I was a Windows guy from the very beginning. I used Windows 1.02 on my IBM PS/2 Model 25 back in the late 1980s. I was thrilled to build applications for Windows 3.1 using Turbo Pascal for Windows. I remember how fun it was to allocate a whopping 2GB of RAM for an array. I stuck with Windows 2000 for many years, then became a Windows 7 die-hard. (Let’s not talk about Windows 8, okay?) Today I use Windows 11 all day in my work. Windows has been with me since the beginning.
But a couple of years ago, I realized a few things. First, I realized that I had gotten to the point where I spent 98% of my time in the Chrome browser and seldom ran Windows applications. The only Windows application I used frequently was Visual Studio Code.
After a while, I realized that Chromebooks were really Linux under the hood and I could run VS Code natively on one, so I made the switch. To my surprise, it ran just as smoothly as it did on Windows, with all the extensions I needed. The only real limitation was system memory. On an 8GB Chromebook, heavier workloads could slow things down.

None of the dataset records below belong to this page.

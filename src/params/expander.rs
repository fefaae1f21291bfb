use thiserror::Error;
use tracing::debug;

use super::spec::{ParamSpec, Step};
use super::ParamBinding;
use crate::CtsError;

/// A generator or predicate failed for one partial binding.
///
/// The failure takes the place of every binding that branch would have
/// produced; sibling branches are unaffected.
#[derive(Debug, Error)]
#[error("parameter step {step} failed for {partial}: {error}")]
pub struct ExpansionFailure {
    /// Index of the failing step.
    pub step: usize,
    /// Key of the failing step, `None` for filters.
    pub key: Option<String>,
    /// The binding accumulated before the failing step.
    pub partial: ParamBinding,
    #[source]
    pub error: CtsError,
}

/// Expands `spec` lazily. Restart by cloning or by calling `expand` again.
pub fn expand(spec: &ParamSpec) -> Expansion<'_> {
    Expansion {
        steps: spec.steps(),
        stack: vec![(0, ParamBinding::new())],
    }
}

/// Depth-first walk over the parameter space.
///
/// Each stack entry is a partial binding and the index of the next step to
/// apply to it. Children are pushed in reverse so they pop in candidate
/// order, which makes later steps vary fastest.
#[derive(Clone)]
pub struct Expansion<'a> {
    steps: &'a [Step],
    stack: Vec<(usize, ParamBinding)>,
}

impl Expansion<'_> {
    fn push_children(&mut self, next: usize, key: &str, partial: &ParamBinding, values: &[serde_json::Value]) {
        for value in values.iter().rev() {
            self.stack.push((next, partial.with(key, value.clone())));
        }
    }
}

impl Iterator for Expansion<'_> {
    type Item = Result<ParamBinding, ExpansionFailure>;

    fn next(&mut self) -> Option<Self::Item> {
        let steps = self.steps;
        while let Some((index, partial)) = self.stack.pop() {
            let Some(step) = steps.get(index) else {
                return Some(Ok(partial));
            };
            match step {
                Step::Options { key, values } => {
                    self.push_children(index + 1, key, &partial, values);
                }
                Step::Expand { key, generator, .. } => match generator(&partial) {
                    Ok(values) => self.push_children(index + 1, key, &partial, &values),
                    Err(error) => return Some(Err(failure(index, step, partial, error))),
                },
                Step::Filter {
                    predicate, keep, ..
                } => match predicate(&partial) {
                    Ok(result) if result == *keep => self.stack.push((index + 1, partial)),
                    Ok(_) => {}
                    Err(error) => return Some(Err(failure(index, step, partial, error))),
                },
            }
        }
        None
    }
}

fn failure(index: usize, step: &Step, partial: ParamBinding, error: CtsError) -> ExpansionFailure {
    debug!(step = index, %partial, %error, "parameter expansion failed");
    ExpansionFailure {
        step: index,
        key: step.key().map(str::to_string),
        partial,
        error,
    }
}

#[cfg(test)]
mod tests {
    use pretty_assertions::assert_eq;

    use super::*;
    use crate::err_msg;

    fn bindings(spec: &ParamSpec) -> Vec<String> {
        expand(spec)
            .map(|item| item.map(|b| b.to_string()).unwrap_or_else(|f| format!("ERR@{}", f.step)))
            .collect()
    }

    #[test]
    fn no_steps_yields_one_empty_binding() {
        assert_eq!(bindings(&ParamSpec::new()), ["{}"]);
    }

    #[test]
    fn later_steps_vary_fastest() {
        let spec = ParamSpec::new().options("a", [1, 2]).options("b", ["x", "y"]);
        assert_eq!(
            bindings(&spec),
            [
                r#"{"a":1,"b":"x"}"#,
                r#"{"a":1,"b":"y"}"#,
                r#"{"a":2,"b":"x"}"#,
                r#"{"a":2,"b":"y"}"#,
            ]
        );
    }

    #[test]
    fn empty_enumeration_collapses_branch() {
        let spec = ParamSpec::new()
            .options("a", [0, 2])
            .expand("b", ["a"], |p| Ok(0..p.get_u64("a")?));
        assert_eq!(bindings(&spec), [r#"{"a":2,"b":0}"#, r#"{"a":2,"b":1}"#]);
    }

    #[test]
    fn expansion_is_restartable() {
        let spec = ParamSpec::new().bools("a").bools("b");
        let first = expand(&spec);
        let replay = first.clone();
        assert_eq!(first.count(), 4);
        assert_eq!(replay.count(), 4);
    }

    #[test]
    fn generator_error_only_replaces_its_branch() {
        let spec = ParamSpec::new()
            .options("a", [1, 2, 3])
            .expand("b", ["a"], |p| {
                let a = p.get_u64("a")?;
                if a == 2 {
                    return Err(err_msg!(Test, "no candidates for a = {}", a));
                }
                Ok([a * 10])
            });
        let items: Vec<_> = expand(&spec).collect();
        assert_eq!(items.len(), 3);
        assert!(items[0].is_ok());
        let failure = items[1].as_ref().unwrap_err();
        assert_eq!(failure.step, 1);
        assert_eq!(failure.key.as_deref(), Some("b"));
        assert_eq!(failure.partial.to_string(), r#"{"a":2}"#);
        assert!(items[2].is_ok());
    }
}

There were a few adjustments. I was pleased to find that ChromeOS provided many standard utilities, like a calculator and a text editor. I also found browser-based alternatives for a few more complex Windows utilities, like Chrome Remote Desktop. Finally, I figured out how to run Postman on ChromeOS’s Linux Development Environment alongside VS Code. Then I was pretty much set.
As a Google Pixel phone user, I was already deeply immersed in the Google Universe (and quite uninterested in the world of Apple), so switching to ChromeOS was a natural migration for me.
One of the main draws to ChromeOS was its simplicity. As the browser has become the center of the computing universe, there is little that I need to do that can’t be done in Chrome. I’ve never been a big Microsoft Office user, so the Google Office suite was more than enough. I’m not much of a gamer, but even browser-based gaming is coming along. Before long, I’ll be able to do all my development inside the browser.
A Chromebook boots in seconds, and updates itself in the background. No more long, arduous, fraught-with-peril updates done at inconvenient times. The Blue Screen of Death is a thing of the past. There is no bloatware to delete and no viruses to worry about, and thus no heavy virus-scanning software is necessary.
The hardware is generally inexpensive but pretty robust and incredibly easy to set up. However, most Chromebooks come with just 8GB of RAM, which, as I mentioned above, gets pushed to the limit when running VS Code in Linux. Finding a Chromebook with 16GB of RAM can be a challenge and disproportionately expensive, making the point less compelling, I suppose.
Of course, while I don’t want it to happen, I don’t worry about my Chromebook being lost or run over by a bus because it is quite easy to replace. The time from unboxing to being back in business is minutes, not hours like it would be with a Windows machine. While a couple hundred bucks is nothing to sneeze at, knowing that I can replace a missing or out-of-commission machine easily and quickly is nice indeed. (The downside here, though, is that the temptation to get a newer, faster, better machine is harder to resist.)
It wasn’t without trepidation that I made the switch, but it’s been two years of quite smooth sailing. I’m not a Linux genius by any stretch of the imagination, but even installing VS Code was nothing more than double-clicking on a *.deb file. Painless. ChromeOS even created an icon to run VS Code in the start menu.
Fast, easy, simple, and cheap. If only everything in tech worked that way.